Unless you are planning a mobile coop, it’s best not to have a dirt floor. It can get muddy, will increase the chances of having worm concerns, and is fairly open to rodent/predators digging in. If your budget doesn’t allow a floor, however, you can make it work with dirt. It just opens up a few more potential problems.

Again, there are lots of possible plans. Check your local library, and/or your local extension office for books. They may have things that are more suited to your local area. There are many ideas online, too. Backyard Poultry magazine has had quite a few articles over the years, too!

In many cases, the chickens probably don’t care what the coop looks like! You (and your neighbors) likely will. Probably the biggest suggestion is to make it predator-proof. A second suggestion is to make it easy to clean, and easy to manage.


Is Treated Wood Safe?

I have been wondering for years, is pressure-treated wood exposed to chickens harmful?

Keith Eisenbarth, Sardis, Ohio


Hi Keith,

There haven’t been reports saying that pressure-treated wood caused “x” problems in chickens. There has been evidence of the chemicals (esp. arsenic) leaching out of the wood into the surrounding soil, which then could be ingested by the chickens, or plants grown in that soil could be ingested by the chickens. The fear is that trace amounts might be transferred to the eggs. It’s hard to find any data showing this (arsenic in the eggs) — it’s more of a theoretical possibility.

Indeed, in the past, some arsenic compounds used to be fed to prevent coccidiosis in meat chickens. It is no longer used for this purpose, but this was mostly due to the concerns about its buildup in the environment after the litter was applied to the fields. There was some research showing very low, but measurable, levels of arsenic in chickens actually fed those diets.

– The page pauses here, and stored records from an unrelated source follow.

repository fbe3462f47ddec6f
//! cafe-hex: hexagonal storefront core (application + inbound HTTP + outbound adapters)

pub mod config;
pub mod errors;

pub mod application;

pub use cafe_types::{domain, ports};

pub mod inbound; // HTTP adapter (server + handlers)
pub mod outbound; // completion service + cloud document store
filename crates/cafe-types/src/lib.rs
//! cafe-types: storefront domain model and the ports its adapters implement.

pub mod domain;
pub mod ports;
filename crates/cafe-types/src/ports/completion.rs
use async_trait::async_trait;

#[derive(thiserror::Error, Debug)]
pub enum CompletionError {
    #[error("completion service not configured")]
    NotConfigured,

    #[error("completion transport error: {0}")]
    Transport(String),

    #[error("completion API error ({status}): {message}")]
    Api { status: u16, message: String },

    #[error("completion parse error: {0}")]
    Parse(String),
}

/// AI completion service used by the recommendation and chat adapters.
#[async_trait]
pub trait CompletionService: Send + Sync + 'static {
    /// Sends `prompt` constrained to `schema`. Returns `{}` when the model
    /// text is empty or not valid JSON.
    async fn generate_json(
        &self,
        prompt: &str,
        schema: serde_json::Value,
    ) -> Result<serde_json::Value, CompletionError>;

    /// Sends a single message under a persona instruction and returns the
    /// reply text, which may be empty.
    async fn chat(&self, persona: &str, message: &str) -> Result<String, CompletionError>;
}
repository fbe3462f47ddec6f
pub mod http;
pub mod completion;
pub mod key_value_store;
pub mod remote_store;
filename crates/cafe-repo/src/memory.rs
use async_trait::async_trait;
use cafe_types::ports::key_value_store::{KeyValueStore, StoreError};
use cafe_types::ports::remote_store::{CreatedDocument, Document, RemoteError, RemoteStore};
use chrono::Utc;
use dashmap::DashMap;
use std::sync::atomic::{AtomicUsize, Ordering};
use std::sync::Arc;
use tokio::sync::RwLock;
use uuid::Uuid;

#[derive(Clone)]
pub struct MemoryStore {
    pub map: Arc<DashMap<String, String>>,
}

impl MemoryStore {
    pub fn new() -> Self {
        Self {
            map: Arc::new(DashMap::new()),
        }
    }
}

impl Default for MemoryStore {
    fn default() -> Self {
        Self::new()
    }
}

#[async_trait]
impl KeyValueStore for MemoryStore {
    async fn get(&self, key: &str) -> Result<Option<String>, StoreError> {
        Ok(self.map.get(key).map(|r| r.value().clone()))
    }

    async fn put(&self, key: &str, value: String) -> Result<(), StoreError> {
        self.map.insert(key.to_string(), value);
        Ok(())
    }
}

/// In-process stand-in for the cloud document store.
///
/// `fail_with` makes every subsequent call return the given error until
/// cleared, which lets callers drive the unreachable and permission-denied
/// paths deterministically.
#[derive(Clone, Default)]
pub struct InMemoryDocumentStore {
    collections: Arc<DashMap<String, Vec<Document>>>,
    failure: Arc<RwLock<Option<RemoteError>>>,
    calls: Arc<AtomicUsize>,
}

impl InMemoryDocumentStore {
    pub fn new() -> Self {
        Self::default()
    }

    pub async fn fail_with(&self, error: Option<RemoteError>) {
        *self.failure.write().await = error;
    }

    /// Number of calls made against the store, including failed ones.
    pub fn calls(&self) -> usize {
        self.calls.load(Ordering::SeqCst)
    }

    pub fn documents(&self, collection: &str) -> Vec<Document> {
        self.collections
            .get(collection)
            .map(|docs| docs.value().clone())
            .unwrap_or_default()
    }

    async fn check(&self) -> Result<(), RemoteError> {
        self.calls.fetch_add(1, Ordering::SeqCst);
        match self.failure.read().await.as_ref() {
            Some(err) => Err(err.clone()),
            None => Ok(()),
        }
    }
}

#[async_trait]
impl RemoteStore for InMemoryDocumentStore {
    async fn list(&self, collection: &str) -> Result<Vec<Document>, RemoteError> {
        self.check().await?;
        Ok(self.documents(collection))
    }

    async fn upsert(
        &self,
        collection: &str,
        id: &str,
        fields: serde_json::Value,
    ) -> Result<(), RemoteError> {
        self.check().await?;
        let mut docs = self.collections.entry(collection.to_string()).or_default();
        match docs.iter_mut().find(|d| d.id == id) {
            Some(existing) => existing.fields = fields,
            None => docs.push(Document {
                id: id.to_string(),
                fields,
            }),
        }
        Ok(())
    }

    async fn create(
        &self,
        collection: &str,
        fields: serde_json::Value,
    ) -> Result<CreatedDocument, RemoteError> {
        self.check().await?;
        let id = Uuid::new_v4().simple().to_string();
        self.collections
            .entry(collection.to_string())
            .or_default()
            .push(Document {
                id: id.clone(),
                fields,
            });
        Ok(CreatedDocument {
            id,
            created_at: Utc::now(),
        })
    }
}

The arsenic treatment (CCA) has not been allowed for use in wood sold for residential or general consumer uses since January 2004, but some older wood could still potentially have had it. (It can still be used for poles, bridge pilings, etc.) The newer pressure treatment (Alkaline copper quaternary or ACQ) doesn’t use arsenic and is considered much less toxic.

The new pressure-treated lumber is most likely not a concern for use with chickens.

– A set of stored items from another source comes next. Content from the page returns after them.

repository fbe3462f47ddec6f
mod server;

pub use server::{HttpServer, HttpServerConfig};
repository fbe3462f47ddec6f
use serde::{Deserialize, Serialize};

use crate::domain::menu::MenuItem;

/// A mood-based suggestion resolved against the live catalog.
#[derive(Debug, Clone, Serialize, Deserialize, PartialEq, Eq)]
pub struct Recommendation {
    /// Name as returned by the model, which may not match `item.name`.
    pub name: String,
    pub reason: String,
    pub tip: String,
    pub item: MenuItem,
    /// False when the model's name matched nothing and `item` is the
    /// catalog's first entry.
    pub exact_match: bool,
}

One other note — the new treatment can be corrosive to metal fasteners (screws, etc.), so if you’re using it, you may want to check to make sure you’re using the proper hardware.

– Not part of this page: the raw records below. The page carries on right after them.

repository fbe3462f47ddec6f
use std::sync::atomic::{AtomicBool, Ordering};
use std::sync::Arc;

use cafe_types::domain::cart::{Cart, CartView};
use cafe_types::domain::chat::ChatTurn;
use cafe_types::domain::menu::{Category, MenuItem};
use cafe_types::domain::order::{CheckoutReceipt, ConnectionStatus, Order};
use cafe_types::domain::recommendation::Recommendation;
use cafe_types::ports::completion::CompletionService;
use cafe_types::ports::key_value_store::KeyValueStore;
use tokio::sync::{Mutex, RwLock};
use tracing::{error, info, instrument, Instrument};

use crate::application::catalog;
use crate::application::chat::{ChatAdapter, ChatSession};
use crate::application::gateway::PersistenceGateway;
use crate::application::recommendation::RecommendationAdapter;
use crate::errors::AppError;

/// Session state behind the storefront views: the loaded catalog, one
/// cart, one barista conversation and the last observed connection status.
pub struct Storefront<L: KeyValueStore> {
    gateway: Arc<PersistenceGateway<L>>,
    recommender: RecommendationAdapter,
    barista: ChatAdapter,
    catalog: RwLock<Vec<MenuItem>>,
    status: Arc<RwLock<ConnectionStatus>>,
    cart: Arc<Mutex<Cart>>,
    chat: Mutex<ChatSession>,
    checkout_in_flight: Arc<AtomicBool>,
}

/// Clears the in-flight flag however the placement exits.
struct InFlight(Arc<AtomicBool>);

impl Drop for InFlight {
    fn drop(&mut self) {
        self.0.store(false, Ordering::SeqCst);
    }
}

impl<L: KeyValueStore> Storefront<L> {
    /// Builds the session with an empty catalog; call [`Self::load_catalog`]
    /// before serving.
    pub fn new(gateway: PersistenceGateway<L>, completion: Arc<dyn CompletionService>) -> Self {
        Self {
            gateway: Arc::new(gateway),
            recommender: RecommendationAdapter::new(completion.clone()),
            barista: ChatAdapter::new(completion),
            catalog: RwLock::new(Vec::new()),
            status: Arc::new(RwLock::new(ConnectionStatus::Local)),
            cart: Arc::new(Mutex::new(Cart::new())),
            chat: Mutex::new(ChatSession::new()),
            checkout_in_flight: Arc::new(AtomicBool::new(false)),
        }
    }

    pub async fn open(
        gateway: PersistenceGateway<L>,
        completion: Arc<dyn CompletionService>,
    ) -> Self {
        let storefront = Self::new(gateway, completion);
        storefront.load_catalog().await;
        storefront
    }

    pub async fn load_catalog(&self) -> ConnectionStatus {
        let load = self.gateway.fetch_menu().await;
        info!(items = load.items.len(), status = ?load.status, "catalog loaded");
        *self.catalog.write().await = load.items;
        *self.status.write().await = load.status;
        load.status
    }

    pub async fn status(&self) -> ConnectionStatus {
        *self.status.read().await
    }

    pub async fn menu(&self, category: Option<Category>) -> Vec<MenuItem> {
        catalog::filter_by_category(&self.catalog.read().await, category)
    }

    pub async fn featured(&self) -> Vec<MenuItem> {
        catalog::featured(&self.catalog.read().await)
    }

    pub async fn cart(&self) -> CartView {
        CartView::from(&*self.cart.lock().await)
    }

    pub async fn add_to_cart(&self, item_id: &str) -> Result<CartView, AppError> {
        let item = self
            .catalog
            .read()
            .await
            .iter()
            .find(|m| m.id == item_id)
            .cloned()
            .ok_or_else(|| AppError::NotFound(format!("menu item {item_id}")))?;
        let mut cart = self.cart.lock().await;
        cart.add(&item);
        Ok(CartView::from(&*cart))
    }

    pub async fn remove_from_cart(&self, item_id: &str) -> CartView {
        let mut cart = self.cart.lock().await;
        cart.remove(item_id);
        CartView::from(&*cart)
    }

    pub async fn update_quantity(&self, item_id: &str, delta: i32) -> CartView {
        let mut cart = self.cart.lock().await;
        cart.update_quantity(item_id, delta);
        CartView::from(&*cart)
    }

    /// Places the current cart as an order and empties the cart on success.
    ///
    /// The placement runs on its own task, so a caller that goes away
    /// mid-checkout does not cancel it: the order still lands and the cart
    /// is still cleared. A second checkout while one is in flight is
    /// rejected rather than queued. When the order cannot be recorded at
    /// all the cart is kept so the shopper can retry.
    #[instrument(skip(self))]
    pub async fn checkout(&self) -> Result<CheckoutReceipt, AppError> {
        if self
            .checkout_in_flight
            .compare_exchange(false, true, Ordering::SeqCst, Ordering::SeqCst)
            .is_err()
        {
            return Err(AppError::Conflict("checkout already in progress".into()));
        }
        let in_flight = InFlight(self.checkout_in_flight.clone());

        let (items, totals) = {
            let cart = self.cart.lock().await;
            if cart.is_empty() {
                return Err(AppError::BadRequest("cart is empty".into()));
            }
            (cart.items().to_vec(), cart.totals())
        };

        let gateway = self.gateway.clone();
        let cart = self.cart.clone();
        let status = self.status.clone();
        let placement = tokio::spawn(async move {
            let _in_flight = in_flight;
            match gateway.place_order(&items, totals).await {
                Ok(placed) => {
                    cart.lock().await.clear();
                    *status.write().await = placed.status;
                    Ok(CheckoutReceipt::from(placed))
                }
                Err(e) => {
                    error!(error = %e, "checkout failed, cart preserved");
                    *status.write().await = ConnectionStatus::Error;
                    Err(AppError::CheckoutFailed(e.to_string()))
                }
            }
        }
        .in_current_span());

        placement
            .await
            .map_err(|e| AppError::Internal(anyhow::anyhow!("checkout task failed: {e}")))?
    }

    pub async fn local_orders(&self) -> Result<Vec<Order>, AppError> {
        self.gateway
            .local_orders()
            .await
            .map_err(|e| AppError::Internal(anyhow::anyhow!(e.to_string())))
    }

    pub async fn recommend(&self, mood: &str) -> Option<Recommendation> {
        let catalog = self.catalog.read().await.clone();
        self.recommender.recommend(mood, &catalog).await
    }

    pub async fn chat(&self, message: &str) -> Result<ChatTurn, AppError> {
        let catalog = self.catalog.read().await.clone();
        let mut session = self.chat.lock().await;
        self.barista
            .send(&mut session, message, &catalog)
            .await
            .ok_or_else(|| AppError::BadRequest("message is empty".into()))
    }

    pub async fn chat_history(&self) -> Vec<ChatTurn> {
        self.chat.lock().await.history().to_vec()
    }
}
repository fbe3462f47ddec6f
use serde::{Deserialize, Serialize};

#[derive(Debug, Clone, Copy, Serialize, Deserialize, PartialEq, Eq)]
#[serde(rename_all = "lowercase")]
pub enum Role {
    User,
    Model,
}

#[derive(Debug, Clone, Serialize, Deserialize, PartialEq, Eq)]
pub struct ChatTurn {
    pub role: Role,
    pub text: String,
}

impl ChatTurn {
    pub fn user(text: impl Into<String>) -> Self {
        Self {
            role: Role::User,
            text: text.into(),
        }
    }

    pub fn model(text: impl Into<String>) -> Self {
        Self {
            role: Role::Model,
            text: text.into(),
        }
    }
}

Is it bad if there is white splatter around the nesting boxes?


Yes. The white splatter that you’re finding in the nest boxes is actually a combination of uric acid and urine salts called urates. It often appears as a white, pasty cap on a chicken’s droppings. Sometimes, chickens will expel only the urates leaving just the white color behind. This happens primarily overnight. We would be concerned about the urates being in the nest boxes. Chickens love to sleep and poop in their nest boxes, but it is unsanitary. So we recommend blocking the boxes in the late afternoon to prevent the hens from roosting in them.